Focus Areas

1. AI safety

Making text generation models like OpenAI's ChatGPT safe for humans to use is a problem that cannot be solved by algorithms alone. A collective effort to adjust the governance of AI, design content filters, continuously monitor and probe the vulnerabilites is needed.

Nominal LLM GIF
Large language models, like OpenAI's ChatGPT, are vulnerable to attacks that cause these models to generate harmful content.

The technical part of my research agenda involves designing attacks, defenses, and benchmarks to stress test large models that process text, images, and speech.
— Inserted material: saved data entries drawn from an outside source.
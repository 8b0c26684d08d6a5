// Perplexity
// Self-perplexity of a token sequence under an interpolated trigram model
// estimated from the sequence itself.

use std::collections::HashMap;

/// Returned for sequences too short to score; high perplexity reads as human.
pub const SHORT_TEXT_PERPLEXITY: f64 = 10.0;

const TRIGRAM_WEIGHT: f64 = 0.6;
const BIGRAM_WEIGHT: f64 = 0.3;
const UNIGRAM_WEIGHT: f64 = 0.1;
const SMOOTHING: f64 = 0.1;
const MIN_PROBABILITY: f64 = 1e-4;

/// Interpolated n-gram perplexity: `2^(-mean log2 p)` over every position
/// from the third token on. Each order uses add-0.1 smoothing normalized by
/// the size of its table; per-token probability is floored at 1e-4.
pub fn calculate_perplexity(words: &[String]) -> f64 {
    if words.len() < 3 {
        return SHORT_TEXT_PERPLEXITY;
    }

    let mut unigrams: HashMap<&str, usize> = HashMap::new();
    let mut bigrams: HashMap<(&str, &str), usize> = HashMap::new();
    let mut trigrams: HashMap<(&str, &str, &str), usize> = HashMap::new();

    for w in words {
        *unigrams.entry(w.as_str()).or_insert(0) += 1;
    }
    for pair in words.windows(2) {
        *bigrams.entry((pair[0].as_str(), pair[1].as_str())).or_insert(0) += 1;
    }
    for triple in words.windows(3) {
        *trigrams
            .entry((triple[0].as_str(), triple[1].as_str(), triple[2].as_str()))
            .or_insert(0) += 1;
    }

    let total_words = words.len() as f64;
    let unigram_types = unigrams.len() as f64;
    let bigram_types = bigrams.len() as f64;
    let trigram_types = trigrams.len() as f64;

    let mut total_log_prob = 0.0;
    let mut predictions = 0usize;

    for triple in words.windows(3) {
        let (prev_prev, prev, current) = (triple[0].as_str(), triple[1].as_str(), triple[2].as_str());

        let trigram_freq = trigrams.get(&(prev_prev, prev, current)).copied().unwrap_or(0) as f64;
        let bigram_freq = bigrams.get(&(prev, current)).copied().unwrap_or(0) as f64;
        let prev_bigram_freq = bigrams.get(&(prev_prev, prev)).copied().unwrap_or(0) as f64;
        let prev_word_freq = unigrams.get(prev).copied().unwrap_or(0) as f64;
        let word_freq = unigrams.get(current).copied().unwrap_or(0) as f64;

        let mut probability = 0.0;
        if prev_bigram_freq > 0.0 {
            probability += TRIGRAM_WEIGHT * (trigram_freq + SMOOTHING)
                / (prev_bigram_freq + SMOOTHING * trigram_types);
        }
        if prev_word_freq > 0.0 {
            probability += BIGRAM_WEIGHT * (bigram_freq + SMOOTHING)
                / (prev_word_freq + SMOOTHING * bigram_types);
        }
        probability +=
            UNIGRAM_WEIGHT * (word_freq + SMOOTHING) / (total_words + SMOOTHING * unigram_types);

        total_log_prob += probability.max(MIN_PROBABILITY).log2();
        predictions += 1;
    }

    let average_log_prob = total_log_prob / predictions.max(1) as f64;
    2f64.powf(-average_log_prob)
}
For example, I proposed SmoothLLM, one of the first defenses against jailbreaking attacks.

Nominal LLM GIF
SmoothLLM defends large language models against adversarial attacks.

I'm also interested in (1) understanding the mechanisms and data that cause large models to generate harmful content and (2) measuring the vulnerabilities of large models when used in fields like robotics.

Nominal LLM GIF
We show that LLM-controlled robots can be jailbroken with 100% success rates.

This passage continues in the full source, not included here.